> **EXERCISE**:
Give back only the lines in the records below from the one with "let content = std::fs::read_to_string(path)" to the one with "info!(path = ?path, keys", both inclusive, word for word.

> **INPUT RECORDS**:
· · · ·

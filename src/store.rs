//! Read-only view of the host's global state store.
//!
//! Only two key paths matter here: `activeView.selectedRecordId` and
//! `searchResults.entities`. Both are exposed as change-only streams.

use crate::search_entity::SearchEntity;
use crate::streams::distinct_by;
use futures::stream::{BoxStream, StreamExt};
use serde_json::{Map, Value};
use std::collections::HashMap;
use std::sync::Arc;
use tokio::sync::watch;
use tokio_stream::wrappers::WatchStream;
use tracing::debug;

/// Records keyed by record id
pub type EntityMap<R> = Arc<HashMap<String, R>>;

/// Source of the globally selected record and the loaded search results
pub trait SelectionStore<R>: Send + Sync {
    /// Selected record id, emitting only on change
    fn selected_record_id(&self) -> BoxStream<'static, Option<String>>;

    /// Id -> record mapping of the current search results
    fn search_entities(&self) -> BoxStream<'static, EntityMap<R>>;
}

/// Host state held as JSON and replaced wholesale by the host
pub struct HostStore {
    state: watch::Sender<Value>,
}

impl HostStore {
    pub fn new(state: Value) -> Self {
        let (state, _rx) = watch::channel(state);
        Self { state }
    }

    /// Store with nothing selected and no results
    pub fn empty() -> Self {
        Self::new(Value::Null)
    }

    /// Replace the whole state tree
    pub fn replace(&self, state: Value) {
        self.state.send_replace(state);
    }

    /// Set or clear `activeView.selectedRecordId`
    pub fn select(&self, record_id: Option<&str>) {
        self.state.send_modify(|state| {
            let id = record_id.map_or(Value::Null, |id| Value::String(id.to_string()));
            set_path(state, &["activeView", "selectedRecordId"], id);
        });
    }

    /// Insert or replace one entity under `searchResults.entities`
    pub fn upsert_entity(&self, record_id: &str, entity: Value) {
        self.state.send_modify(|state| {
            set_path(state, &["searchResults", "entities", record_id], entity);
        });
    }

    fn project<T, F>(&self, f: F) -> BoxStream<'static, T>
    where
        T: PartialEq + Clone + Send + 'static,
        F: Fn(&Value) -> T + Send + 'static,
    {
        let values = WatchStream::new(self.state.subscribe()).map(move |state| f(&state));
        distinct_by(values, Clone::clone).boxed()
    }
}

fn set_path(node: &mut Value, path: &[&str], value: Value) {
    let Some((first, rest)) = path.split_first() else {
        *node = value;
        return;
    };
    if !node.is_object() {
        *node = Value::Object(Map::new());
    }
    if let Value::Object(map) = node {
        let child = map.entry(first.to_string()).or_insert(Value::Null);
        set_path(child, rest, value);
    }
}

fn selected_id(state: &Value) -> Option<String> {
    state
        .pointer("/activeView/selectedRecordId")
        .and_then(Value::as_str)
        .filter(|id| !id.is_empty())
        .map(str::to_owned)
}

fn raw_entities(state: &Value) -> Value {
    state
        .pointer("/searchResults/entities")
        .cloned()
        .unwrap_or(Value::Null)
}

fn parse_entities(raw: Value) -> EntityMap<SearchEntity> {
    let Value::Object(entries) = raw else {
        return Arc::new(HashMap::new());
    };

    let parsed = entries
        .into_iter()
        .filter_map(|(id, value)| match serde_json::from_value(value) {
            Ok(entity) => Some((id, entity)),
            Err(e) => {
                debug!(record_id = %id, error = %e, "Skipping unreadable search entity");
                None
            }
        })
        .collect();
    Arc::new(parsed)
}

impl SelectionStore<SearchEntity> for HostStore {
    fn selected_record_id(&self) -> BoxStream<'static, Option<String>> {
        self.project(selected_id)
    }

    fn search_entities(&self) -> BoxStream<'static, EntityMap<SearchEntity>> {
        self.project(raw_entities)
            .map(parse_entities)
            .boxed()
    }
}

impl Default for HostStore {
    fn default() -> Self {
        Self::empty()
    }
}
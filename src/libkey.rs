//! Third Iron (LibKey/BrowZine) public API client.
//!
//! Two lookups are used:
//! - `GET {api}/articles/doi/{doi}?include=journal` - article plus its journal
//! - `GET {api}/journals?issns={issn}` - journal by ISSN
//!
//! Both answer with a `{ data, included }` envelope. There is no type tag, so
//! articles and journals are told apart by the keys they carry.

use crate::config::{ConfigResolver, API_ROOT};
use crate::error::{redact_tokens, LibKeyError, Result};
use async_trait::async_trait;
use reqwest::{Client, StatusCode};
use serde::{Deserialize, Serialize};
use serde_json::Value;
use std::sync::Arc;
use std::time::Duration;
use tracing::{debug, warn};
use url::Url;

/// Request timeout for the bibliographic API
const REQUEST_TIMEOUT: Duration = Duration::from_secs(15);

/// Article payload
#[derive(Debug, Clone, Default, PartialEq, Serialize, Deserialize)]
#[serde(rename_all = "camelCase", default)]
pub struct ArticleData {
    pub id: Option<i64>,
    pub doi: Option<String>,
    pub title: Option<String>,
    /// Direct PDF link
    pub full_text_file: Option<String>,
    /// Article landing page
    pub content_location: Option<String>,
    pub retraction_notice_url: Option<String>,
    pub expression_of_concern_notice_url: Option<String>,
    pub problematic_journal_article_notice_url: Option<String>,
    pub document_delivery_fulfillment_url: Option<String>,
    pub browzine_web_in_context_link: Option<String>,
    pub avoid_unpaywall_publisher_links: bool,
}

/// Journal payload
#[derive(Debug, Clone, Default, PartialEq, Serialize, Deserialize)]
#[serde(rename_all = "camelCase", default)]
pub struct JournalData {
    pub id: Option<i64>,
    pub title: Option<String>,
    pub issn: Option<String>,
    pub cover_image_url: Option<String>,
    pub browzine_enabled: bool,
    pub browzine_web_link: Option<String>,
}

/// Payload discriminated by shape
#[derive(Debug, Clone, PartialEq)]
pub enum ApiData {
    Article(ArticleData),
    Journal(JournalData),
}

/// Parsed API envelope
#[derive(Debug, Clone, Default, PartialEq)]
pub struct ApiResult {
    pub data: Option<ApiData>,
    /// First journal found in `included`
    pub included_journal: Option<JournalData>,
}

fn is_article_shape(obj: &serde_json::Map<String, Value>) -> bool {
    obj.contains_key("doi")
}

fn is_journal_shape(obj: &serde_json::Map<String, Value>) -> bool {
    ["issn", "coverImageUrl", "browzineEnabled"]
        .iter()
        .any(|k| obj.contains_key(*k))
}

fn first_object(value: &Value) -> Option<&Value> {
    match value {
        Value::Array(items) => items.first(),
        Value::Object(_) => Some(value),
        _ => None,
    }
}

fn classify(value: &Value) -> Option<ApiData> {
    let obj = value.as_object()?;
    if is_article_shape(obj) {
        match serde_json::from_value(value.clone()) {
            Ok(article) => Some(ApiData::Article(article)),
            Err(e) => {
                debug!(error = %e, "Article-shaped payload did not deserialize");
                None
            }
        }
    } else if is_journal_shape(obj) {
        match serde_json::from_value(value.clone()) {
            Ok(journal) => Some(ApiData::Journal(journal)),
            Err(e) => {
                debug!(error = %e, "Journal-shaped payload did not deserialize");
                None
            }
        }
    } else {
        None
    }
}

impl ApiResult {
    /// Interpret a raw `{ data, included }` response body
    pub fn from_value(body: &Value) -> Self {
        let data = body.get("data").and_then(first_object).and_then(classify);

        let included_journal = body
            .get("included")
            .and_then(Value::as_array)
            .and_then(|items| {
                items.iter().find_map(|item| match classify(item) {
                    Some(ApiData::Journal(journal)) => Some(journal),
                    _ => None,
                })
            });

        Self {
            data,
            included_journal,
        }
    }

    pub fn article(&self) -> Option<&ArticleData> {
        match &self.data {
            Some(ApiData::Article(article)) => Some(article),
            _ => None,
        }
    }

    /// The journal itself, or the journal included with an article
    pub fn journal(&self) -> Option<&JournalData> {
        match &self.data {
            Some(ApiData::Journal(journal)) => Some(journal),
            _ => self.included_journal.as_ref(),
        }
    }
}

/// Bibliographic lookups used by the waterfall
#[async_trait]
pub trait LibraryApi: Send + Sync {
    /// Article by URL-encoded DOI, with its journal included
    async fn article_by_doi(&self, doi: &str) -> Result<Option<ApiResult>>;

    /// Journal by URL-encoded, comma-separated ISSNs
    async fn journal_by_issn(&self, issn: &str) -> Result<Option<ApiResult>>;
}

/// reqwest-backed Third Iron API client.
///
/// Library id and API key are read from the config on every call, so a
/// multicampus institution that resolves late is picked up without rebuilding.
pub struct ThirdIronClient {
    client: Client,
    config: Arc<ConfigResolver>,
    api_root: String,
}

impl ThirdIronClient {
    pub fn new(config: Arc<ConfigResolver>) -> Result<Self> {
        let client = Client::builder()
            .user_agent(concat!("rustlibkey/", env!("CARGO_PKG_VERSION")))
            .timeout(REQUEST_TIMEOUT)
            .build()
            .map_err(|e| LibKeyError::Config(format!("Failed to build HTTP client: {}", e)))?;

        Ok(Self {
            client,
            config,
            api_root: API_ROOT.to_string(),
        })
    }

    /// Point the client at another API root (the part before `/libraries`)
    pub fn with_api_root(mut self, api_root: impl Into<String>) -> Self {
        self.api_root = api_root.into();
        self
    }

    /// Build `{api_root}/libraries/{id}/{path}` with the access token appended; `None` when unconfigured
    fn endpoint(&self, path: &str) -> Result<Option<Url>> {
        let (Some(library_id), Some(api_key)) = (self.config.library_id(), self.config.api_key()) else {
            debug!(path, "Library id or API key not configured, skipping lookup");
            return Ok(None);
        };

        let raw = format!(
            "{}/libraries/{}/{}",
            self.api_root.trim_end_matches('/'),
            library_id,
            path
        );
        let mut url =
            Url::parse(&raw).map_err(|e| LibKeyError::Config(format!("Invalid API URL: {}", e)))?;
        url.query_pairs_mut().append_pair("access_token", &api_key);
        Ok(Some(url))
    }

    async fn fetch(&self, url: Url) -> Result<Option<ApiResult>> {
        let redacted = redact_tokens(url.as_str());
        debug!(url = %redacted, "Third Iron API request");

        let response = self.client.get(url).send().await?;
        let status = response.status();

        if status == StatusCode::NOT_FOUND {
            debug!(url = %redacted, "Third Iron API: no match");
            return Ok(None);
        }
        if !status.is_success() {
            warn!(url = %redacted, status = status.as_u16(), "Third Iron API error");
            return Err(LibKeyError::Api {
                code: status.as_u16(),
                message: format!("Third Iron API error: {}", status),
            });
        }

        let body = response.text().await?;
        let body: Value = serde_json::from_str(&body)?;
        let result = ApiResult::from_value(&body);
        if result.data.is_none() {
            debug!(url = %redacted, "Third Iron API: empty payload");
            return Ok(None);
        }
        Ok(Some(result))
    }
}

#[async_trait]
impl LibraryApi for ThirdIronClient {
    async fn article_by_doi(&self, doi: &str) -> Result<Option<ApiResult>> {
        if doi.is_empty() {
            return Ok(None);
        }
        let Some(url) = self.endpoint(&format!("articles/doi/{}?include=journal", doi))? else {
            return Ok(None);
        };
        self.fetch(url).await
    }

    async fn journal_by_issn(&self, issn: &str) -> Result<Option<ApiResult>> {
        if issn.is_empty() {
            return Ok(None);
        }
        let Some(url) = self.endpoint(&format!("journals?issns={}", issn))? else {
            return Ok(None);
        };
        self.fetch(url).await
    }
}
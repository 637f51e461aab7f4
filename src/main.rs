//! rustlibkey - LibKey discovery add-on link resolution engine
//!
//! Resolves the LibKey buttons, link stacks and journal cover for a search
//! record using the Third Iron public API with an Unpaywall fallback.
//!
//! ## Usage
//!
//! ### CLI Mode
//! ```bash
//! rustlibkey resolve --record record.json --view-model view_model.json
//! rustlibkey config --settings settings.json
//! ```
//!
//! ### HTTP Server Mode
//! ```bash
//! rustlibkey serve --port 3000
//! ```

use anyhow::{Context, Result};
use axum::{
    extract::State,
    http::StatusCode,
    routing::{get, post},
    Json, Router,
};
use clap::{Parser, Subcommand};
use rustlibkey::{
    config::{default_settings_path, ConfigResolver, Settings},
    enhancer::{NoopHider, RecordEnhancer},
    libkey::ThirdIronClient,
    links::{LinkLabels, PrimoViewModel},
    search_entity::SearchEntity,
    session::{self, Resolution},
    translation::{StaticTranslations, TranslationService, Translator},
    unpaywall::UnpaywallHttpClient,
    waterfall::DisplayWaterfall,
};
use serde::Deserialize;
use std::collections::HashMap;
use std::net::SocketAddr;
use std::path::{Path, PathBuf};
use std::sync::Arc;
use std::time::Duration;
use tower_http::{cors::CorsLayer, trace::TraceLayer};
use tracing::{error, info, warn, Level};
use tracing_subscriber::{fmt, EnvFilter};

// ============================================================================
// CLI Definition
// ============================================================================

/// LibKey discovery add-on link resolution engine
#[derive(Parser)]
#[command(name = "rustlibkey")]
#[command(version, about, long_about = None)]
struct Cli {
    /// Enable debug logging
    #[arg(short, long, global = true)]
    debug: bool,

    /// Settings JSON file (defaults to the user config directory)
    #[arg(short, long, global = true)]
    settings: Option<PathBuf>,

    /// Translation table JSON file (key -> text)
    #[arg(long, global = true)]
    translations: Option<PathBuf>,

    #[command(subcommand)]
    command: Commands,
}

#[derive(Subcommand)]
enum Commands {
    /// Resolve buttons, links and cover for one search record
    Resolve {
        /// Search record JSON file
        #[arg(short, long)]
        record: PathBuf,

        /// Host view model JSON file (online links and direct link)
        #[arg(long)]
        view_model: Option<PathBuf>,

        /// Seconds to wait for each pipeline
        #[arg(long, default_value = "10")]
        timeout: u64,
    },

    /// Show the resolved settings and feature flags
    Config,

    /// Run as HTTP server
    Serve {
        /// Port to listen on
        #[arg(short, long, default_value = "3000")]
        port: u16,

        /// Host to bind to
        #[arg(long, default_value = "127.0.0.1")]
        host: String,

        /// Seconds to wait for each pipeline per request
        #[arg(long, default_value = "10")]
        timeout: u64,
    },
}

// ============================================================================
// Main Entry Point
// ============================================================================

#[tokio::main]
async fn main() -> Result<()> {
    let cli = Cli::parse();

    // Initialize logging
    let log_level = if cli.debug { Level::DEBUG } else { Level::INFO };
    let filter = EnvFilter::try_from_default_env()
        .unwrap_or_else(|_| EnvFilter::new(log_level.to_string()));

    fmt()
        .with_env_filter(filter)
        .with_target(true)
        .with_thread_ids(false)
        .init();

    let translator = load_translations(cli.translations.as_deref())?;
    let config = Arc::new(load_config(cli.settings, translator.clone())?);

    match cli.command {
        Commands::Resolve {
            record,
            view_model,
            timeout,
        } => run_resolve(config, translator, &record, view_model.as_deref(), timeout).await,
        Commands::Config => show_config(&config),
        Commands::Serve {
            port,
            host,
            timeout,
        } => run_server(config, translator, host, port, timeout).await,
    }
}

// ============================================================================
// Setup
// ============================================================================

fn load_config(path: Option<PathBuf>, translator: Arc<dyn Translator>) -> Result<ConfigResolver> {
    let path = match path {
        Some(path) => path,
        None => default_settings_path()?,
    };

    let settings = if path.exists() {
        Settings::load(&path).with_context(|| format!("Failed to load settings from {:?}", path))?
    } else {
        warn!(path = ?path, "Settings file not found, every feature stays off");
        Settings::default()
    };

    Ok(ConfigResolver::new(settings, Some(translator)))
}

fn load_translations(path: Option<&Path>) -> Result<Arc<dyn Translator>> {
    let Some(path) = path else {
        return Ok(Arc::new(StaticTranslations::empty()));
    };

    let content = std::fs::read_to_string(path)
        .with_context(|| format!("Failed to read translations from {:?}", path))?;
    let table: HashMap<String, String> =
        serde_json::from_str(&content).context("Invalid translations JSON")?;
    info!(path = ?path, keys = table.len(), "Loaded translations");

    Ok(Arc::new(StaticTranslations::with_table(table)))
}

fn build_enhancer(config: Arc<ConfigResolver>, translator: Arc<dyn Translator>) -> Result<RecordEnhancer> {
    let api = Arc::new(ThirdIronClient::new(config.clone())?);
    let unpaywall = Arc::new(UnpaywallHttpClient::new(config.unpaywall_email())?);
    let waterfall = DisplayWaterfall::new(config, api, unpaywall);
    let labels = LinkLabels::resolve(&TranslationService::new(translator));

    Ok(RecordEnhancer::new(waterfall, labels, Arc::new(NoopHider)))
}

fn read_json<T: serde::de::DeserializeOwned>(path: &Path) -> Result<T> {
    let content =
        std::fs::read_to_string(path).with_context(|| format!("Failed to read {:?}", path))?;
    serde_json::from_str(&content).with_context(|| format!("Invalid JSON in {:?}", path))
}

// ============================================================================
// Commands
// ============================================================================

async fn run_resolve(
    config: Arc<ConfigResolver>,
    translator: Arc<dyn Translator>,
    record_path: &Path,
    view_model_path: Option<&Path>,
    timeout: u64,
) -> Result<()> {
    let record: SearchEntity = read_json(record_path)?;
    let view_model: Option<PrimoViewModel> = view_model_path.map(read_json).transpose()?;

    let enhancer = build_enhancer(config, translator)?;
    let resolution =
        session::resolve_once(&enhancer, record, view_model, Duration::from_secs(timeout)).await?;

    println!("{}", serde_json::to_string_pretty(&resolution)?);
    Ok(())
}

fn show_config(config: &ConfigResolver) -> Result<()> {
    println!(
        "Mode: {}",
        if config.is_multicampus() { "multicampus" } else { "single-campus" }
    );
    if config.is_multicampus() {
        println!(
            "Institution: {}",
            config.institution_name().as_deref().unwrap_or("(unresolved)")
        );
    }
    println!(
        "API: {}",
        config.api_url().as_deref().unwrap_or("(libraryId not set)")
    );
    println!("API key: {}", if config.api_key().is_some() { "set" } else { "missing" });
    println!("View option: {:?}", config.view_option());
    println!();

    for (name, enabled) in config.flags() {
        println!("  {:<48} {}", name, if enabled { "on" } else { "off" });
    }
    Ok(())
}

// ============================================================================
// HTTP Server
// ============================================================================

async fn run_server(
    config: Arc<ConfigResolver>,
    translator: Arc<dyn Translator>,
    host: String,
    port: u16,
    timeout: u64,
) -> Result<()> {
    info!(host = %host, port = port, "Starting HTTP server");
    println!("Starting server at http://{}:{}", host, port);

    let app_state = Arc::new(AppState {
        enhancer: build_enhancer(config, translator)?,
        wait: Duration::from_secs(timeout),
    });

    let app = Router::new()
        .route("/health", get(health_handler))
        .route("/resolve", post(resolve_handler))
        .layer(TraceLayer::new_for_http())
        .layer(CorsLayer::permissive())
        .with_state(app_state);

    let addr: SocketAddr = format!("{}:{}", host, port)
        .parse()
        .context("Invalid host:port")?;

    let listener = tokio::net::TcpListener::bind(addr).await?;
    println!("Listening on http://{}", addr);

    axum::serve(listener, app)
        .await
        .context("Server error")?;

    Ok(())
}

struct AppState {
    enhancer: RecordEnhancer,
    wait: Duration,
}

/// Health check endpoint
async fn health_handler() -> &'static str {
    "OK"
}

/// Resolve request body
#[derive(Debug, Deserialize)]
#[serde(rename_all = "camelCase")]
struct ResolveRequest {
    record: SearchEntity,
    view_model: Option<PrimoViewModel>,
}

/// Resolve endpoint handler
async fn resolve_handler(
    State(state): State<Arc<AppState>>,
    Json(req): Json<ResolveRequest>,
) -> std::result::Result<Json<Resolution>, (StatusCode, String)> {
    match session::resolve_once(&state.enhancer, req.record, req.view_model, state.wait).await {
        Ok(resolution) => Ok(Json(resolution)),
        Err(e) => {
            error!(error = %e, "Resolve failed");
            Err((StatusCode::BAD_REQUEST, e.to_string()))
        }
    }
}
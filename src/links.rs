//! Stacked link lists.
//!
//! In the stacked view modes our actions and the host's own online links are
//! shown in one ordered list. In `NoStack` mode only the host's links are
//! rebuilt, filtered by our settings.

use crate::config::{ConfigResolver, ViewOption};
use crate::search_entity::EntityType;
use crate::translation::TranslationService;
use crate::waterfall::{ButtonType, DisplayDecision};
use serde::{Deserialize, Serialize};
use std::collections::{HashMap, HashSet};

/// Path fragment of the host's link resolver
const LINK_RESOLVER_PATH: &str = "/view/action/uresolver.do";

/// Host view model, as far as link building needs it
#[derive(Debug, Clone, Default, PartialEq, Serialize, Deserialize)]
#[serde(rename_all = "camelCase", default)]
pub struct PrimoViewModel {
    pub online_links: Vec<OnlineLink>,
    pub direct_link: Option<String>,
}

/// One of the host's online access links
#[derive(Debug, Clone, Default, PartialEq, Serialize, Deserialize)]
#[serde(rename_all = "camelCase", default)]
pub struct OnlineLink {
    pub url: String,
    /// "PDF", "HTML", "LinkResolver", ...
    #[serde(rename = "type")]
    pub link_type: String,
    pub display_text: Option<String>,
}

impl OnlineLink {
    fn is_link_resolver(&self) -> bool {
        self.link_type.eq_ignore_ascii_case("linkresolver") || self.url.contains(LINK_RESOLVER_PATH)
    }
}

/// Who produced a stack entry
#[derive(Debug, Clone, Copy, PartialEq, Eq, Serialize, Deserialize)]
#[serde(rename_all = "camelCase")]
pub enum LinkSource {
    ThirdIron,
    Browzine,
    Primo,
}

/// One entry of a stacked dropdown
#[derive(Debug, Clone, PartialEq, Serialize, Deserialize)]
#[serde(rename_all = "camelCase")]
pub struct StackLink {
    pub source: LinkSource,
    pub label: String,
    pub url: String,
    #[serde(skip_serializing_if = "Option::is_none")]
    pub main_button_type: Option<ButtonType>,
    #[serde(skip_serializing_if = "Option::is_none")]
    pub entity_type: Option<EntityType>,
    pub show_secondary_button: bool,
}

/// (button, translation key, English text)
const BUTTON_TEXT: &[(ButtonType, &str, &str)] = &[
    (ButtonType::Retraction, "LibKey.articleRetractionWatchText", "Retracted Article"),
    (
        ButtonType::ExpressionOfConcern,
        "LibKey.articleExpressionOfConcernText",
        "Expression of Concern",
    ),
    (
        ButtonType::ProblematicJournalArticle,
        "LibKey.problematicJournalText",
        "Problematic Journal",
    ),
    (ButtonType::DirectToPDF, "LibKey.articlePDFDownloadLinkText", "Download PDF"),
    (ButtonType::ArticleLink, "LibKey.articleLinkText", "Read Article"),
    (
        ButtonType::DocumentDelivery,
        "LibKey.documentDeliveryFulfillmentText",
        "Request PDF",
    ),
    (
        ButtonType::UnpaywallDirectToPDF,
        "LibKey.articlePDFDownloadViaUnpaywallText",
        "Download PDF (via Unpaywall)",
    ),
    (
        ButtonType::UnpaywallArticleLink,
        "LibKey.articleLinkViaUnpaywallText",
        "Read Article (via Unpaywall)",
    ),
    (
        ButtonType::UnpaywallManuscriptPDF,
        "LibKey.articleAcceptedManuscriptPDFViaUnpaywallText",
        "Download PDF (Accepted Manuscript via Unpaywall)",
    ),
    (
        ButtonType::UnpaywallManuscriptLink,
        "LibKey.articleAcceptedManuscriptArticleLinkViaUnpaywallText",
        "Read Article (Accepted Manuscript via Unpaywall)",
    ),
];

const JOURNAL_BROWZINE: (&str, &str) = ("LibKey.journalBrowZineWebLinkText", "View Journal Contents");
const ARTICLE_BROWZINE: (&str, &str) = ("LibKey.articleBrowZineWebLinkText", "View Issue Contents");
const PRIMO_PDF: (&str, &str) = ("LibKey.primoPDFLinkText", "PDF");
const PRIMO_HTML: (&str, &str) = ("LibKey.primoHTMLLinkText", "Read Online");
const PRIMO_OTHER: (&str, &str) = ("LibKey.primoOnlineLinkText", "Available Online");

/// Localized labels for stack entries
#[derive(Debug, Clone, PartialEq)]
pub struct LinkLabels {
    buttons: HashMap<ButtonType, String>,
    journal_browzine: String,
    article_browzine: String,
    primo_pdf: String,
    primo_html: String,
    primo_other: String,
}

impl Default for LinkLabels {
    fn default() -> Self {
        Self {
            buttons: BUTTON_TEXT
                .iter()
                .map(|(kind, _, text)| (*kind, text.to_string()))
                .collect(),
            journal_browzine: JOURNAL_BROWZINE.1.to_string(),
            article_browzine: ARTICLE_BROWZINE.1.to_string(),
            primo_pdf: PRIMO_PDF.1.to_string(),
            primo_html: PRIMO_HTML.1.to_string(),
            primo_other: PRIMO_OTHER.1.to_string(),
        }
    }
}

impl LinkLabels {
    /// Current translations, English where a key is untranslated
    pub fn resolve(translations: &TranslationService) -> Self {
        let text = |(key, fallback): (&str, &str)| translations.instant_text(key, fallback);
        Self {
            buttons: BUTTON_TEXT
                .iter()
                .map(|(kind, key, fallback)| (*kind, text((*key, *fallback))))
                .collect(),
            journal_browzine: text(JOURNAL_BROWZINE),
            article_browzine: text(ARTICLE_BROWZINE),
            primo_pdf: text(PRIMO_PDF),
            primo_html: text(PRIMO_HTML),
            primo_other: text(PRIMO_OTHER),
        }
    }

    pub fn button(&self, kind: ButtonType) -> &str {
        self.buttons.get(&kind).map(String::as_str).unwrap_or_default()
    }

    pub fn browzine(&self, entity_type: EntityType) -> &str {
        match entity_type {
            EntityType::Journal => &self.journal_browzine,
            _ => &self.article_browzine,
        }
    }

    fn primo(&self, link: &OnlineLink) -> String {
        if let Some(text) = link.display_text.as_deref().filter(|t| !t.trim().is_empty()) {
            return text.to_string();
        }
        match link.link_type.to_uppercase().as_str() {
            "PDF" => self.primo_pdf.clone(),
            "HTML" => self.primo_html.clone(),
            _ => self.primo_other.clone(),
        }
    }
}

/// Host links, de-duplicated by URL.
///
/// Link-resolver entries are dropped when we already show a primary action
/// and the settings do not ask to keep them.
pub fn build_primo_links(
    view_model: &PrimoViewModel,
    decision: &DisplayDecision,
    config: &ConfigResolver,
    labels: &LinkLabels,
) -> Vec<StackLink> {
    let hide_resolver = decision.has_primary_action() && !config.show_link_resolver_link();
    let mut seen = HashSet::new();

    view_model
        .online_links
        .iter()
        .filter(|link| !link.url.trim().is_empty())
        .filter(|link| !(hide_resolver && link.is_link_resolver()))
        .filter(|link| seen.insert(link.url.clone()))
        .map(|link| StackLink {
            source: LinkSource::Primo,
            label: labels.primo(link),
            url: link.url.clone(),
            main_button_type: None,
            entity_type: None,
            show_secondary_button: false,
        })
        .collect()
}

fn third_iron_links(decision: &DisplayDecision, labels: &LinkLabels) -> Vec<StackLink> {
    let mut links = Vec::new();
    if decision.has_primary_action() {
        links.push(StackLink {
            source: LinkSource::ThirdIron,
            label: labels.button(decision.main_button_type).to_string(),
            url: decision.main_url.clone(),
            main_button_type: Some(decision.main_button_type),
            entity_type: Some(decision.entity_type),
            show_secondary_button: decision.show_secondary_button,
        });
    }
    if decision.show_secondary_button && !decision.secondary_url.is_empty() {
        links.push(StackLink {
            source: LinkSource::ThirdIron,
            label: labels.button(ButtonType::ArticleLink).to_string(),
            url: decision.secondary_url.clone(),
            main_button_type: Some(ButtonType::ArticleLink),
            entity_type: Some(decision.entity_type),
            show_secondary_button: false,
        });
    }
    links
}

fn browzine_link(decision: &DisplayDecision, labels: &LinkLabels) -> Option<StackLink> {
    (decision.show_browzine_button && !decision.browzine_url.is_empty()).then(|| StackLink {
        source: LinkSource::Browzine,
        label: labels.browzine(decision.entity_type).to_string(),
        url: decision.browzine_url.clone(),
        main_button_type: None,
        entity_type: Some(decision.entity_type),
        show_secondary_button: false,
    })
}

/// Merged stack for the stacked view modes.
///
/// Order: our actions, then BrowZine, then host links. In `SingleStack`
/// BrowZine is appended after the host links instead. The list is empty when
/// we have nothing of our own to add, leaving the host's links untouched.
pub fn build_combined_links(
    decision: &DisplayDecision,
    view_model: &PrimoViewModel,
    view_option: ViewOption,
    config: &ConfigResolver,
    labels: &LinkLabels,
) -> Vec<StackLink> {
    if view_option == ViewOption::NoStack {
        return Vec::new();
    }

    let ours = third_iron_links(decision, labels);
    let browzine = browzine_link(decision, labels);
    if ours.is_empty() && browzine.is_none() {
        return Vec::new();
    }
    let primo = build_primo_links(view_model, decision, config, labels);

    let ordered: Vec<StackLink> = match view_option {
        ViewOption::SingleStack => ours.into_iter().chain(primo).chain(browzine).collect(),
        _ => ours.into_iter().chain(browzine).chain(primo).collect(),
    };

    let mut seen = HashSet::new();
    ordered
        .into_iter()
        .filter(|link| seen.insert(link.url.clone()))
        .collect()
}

· · · ·

> **ANSWER BOX**:
    let content = std::fs::read_to_string(path)
        .with_context(|| format!("Failed to read translations from {:?}", path))?;
    let table: HashMap<String, String> =
        serde_json::from_str(&content).context("Invalid translations JSON")?;
    info!(path = ?path, keys = table.len(), "Loaded translations");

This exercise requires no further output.